On February 27, 2002, a train carrying a large number of Hindu pilgrims returning from the northern holy town of Ayodhya stopped at Godhra, a small town in Gujarat’s Panchmahal district, about 150km (93 miles) from the state capital, Gandhinagar.įollowing a reported altercation between the Muslim vendors working at the station and passengers inside the Sabarmati Express, the details of which are still not clear, a fire engulfed one of the coaches of the train, killing 59 people. Leaving village ‘our ancestor once saved’ Reason: a pogrom against Gujarat’s Muslims in 2002. Nearly 165 years later, Makrani’s kin cannot return to the village of their illustrious and celebrated forefathers.
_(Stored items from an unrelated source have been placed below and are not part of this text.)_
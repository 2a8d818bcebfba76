//! Data model and planning for bundled per-subject runs: unit identities,
//! resource pools, manifest flattening, bundle partitioning, index
//! resolution, run configuration and run-mode selection.

pub mod bundle;
pub mod config;
pub mod error;
pub mod fsutil;
pub mod identity;
pub mod manifest;
pub mod mode;
pub mod resource;
pub mod result;

pub use bundle::{
    bundle_count, bundle_range, partition_bundles, select_bundle, selector_range, unit_position,
    Bundle, UnitSelector,
};
pub use config::{load_run_config, BuilderSpec, Platform, RunConfig};
pub use error::{Error, Result};
pub use fsutil::{atomic_write_bytes, atomic_write_json_pretty, ensure_dir};
pub use identity::UnitIdentity;
pub use manifest::{flatten_manifest, load_cloud_index, load_manifest, FlatManifest, SITE_KEY};
pub use mode::{DataSource, RunInputs, RunMode};
pub use resource::{NodeId, PendingOutput, ResourcePool, ResourceValue, Site};
pub use result::{status_counts, ExecutionResult, RunStatus};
i hate my village – i hate my village

The British saw him as the last man standing in the battle and fired cannonballs at the tower. The shrine of freedom fighter Shah Beg Makrani in Mudeti village Īs the British forces attacked Mudeti to topple its ruler and crush his supporters, Makrani stationed himself on top of a tower from where his arrows took down the British soldiers. And Makrani – who according to legend was a master archer despite having leprosy in the lower part of his body – was its hero.
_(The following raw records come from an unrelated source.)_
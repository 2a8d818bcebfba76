use crate::identity::UnitIdentity;
use serde::{Deserialize, Serialize};
use std::fmt;

#[derive(Debug, Clone, Copy, PartialEq, Eq, Hash, Serialize, Deserialize)]
#[serde(rename_all = "snake_case")]
pub enum RunStatus {
    Started,
    Finished,
    Cached,
    Failed,
}

impl RunStatus {
    pub fn as_str(self) -> &'static str {
        match self {
            RunStatus::Started => "started",
            RunStatus::Finished => "finished",
            RunStatus::Cached => "cached",
            RunStatus::Failed => "failed",
        }
    }
}

impl fmt::Display for RunStatus {
    fn fmt(&self, f: &mut fmt::Formatter<'_>) -> fmt::Result {
        f.write_str(self.as_str())
    }
}

/// Outcome of one bundle run.
#[derive(Debug, Clone, PartialEq, Serialize, Deserialize)]
pub struct ExecutionResult {
    pub bundle_index: usize,
    pub units: Vec<UnitIdentity>,
    pub status: RunStatus,
    #[serde(default, skip_serializing_if = "Option::is_none")]
    pub message: Option<String>,
    #[serde(default)]
    pub elapsed_secs: f64,
}

impl ExecutionResult {
    pub fn failed(bundle_index: usize, units: Vec<UnitIdentity>, message: impl Into<String>) -> Self {
        Self {
            bundle_index,
            units,
            status: RunStatus::Failed,
            message: Some(message.into()),
            elapsed_secs: 0.0,
        }
    }

    pub fn is_failed(&self) -> bool {
        self.status == RunStatus::Failed
    }
}

/// Count of results per status, in the order the statuses are declared.
pub fn status_counts(results: &[ExecutionResult]) -> Vec<(RunStatus, usize)> {
    [
        RunStatus::Started,
        RunStatus::Finished,
        RunStatus::Cached,
        RunStatus::Failed,
    ]
    .into_iter()
    .map(|status| (status, results.iter().filter(|r| r.status == status).count()))
    .collect()
}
i hate my village – i hate my village

One such battle was fought in Mudeti, a tiny princely state ruled by a Hindu Thakur family. The many battles fought in 1857 against the colonial forces – often called India’s first war of independence – have become subjects of folklore in the country. In 1857, a rebellion against the British rule spread across the Indian subcontinent, with many mutineers pledging allegiance to either their regional kings or the crumbling Mughal throne. Mudeti (Gujarat), India – Tucked away in a corner of Mudeti, a village 124km (77 miles) from Gujarat state’s main city of Ahmedabad in western India, lies a mazaar (shrine) of Shah Beg Makrani, a Muslim freedom fighter revered in the region.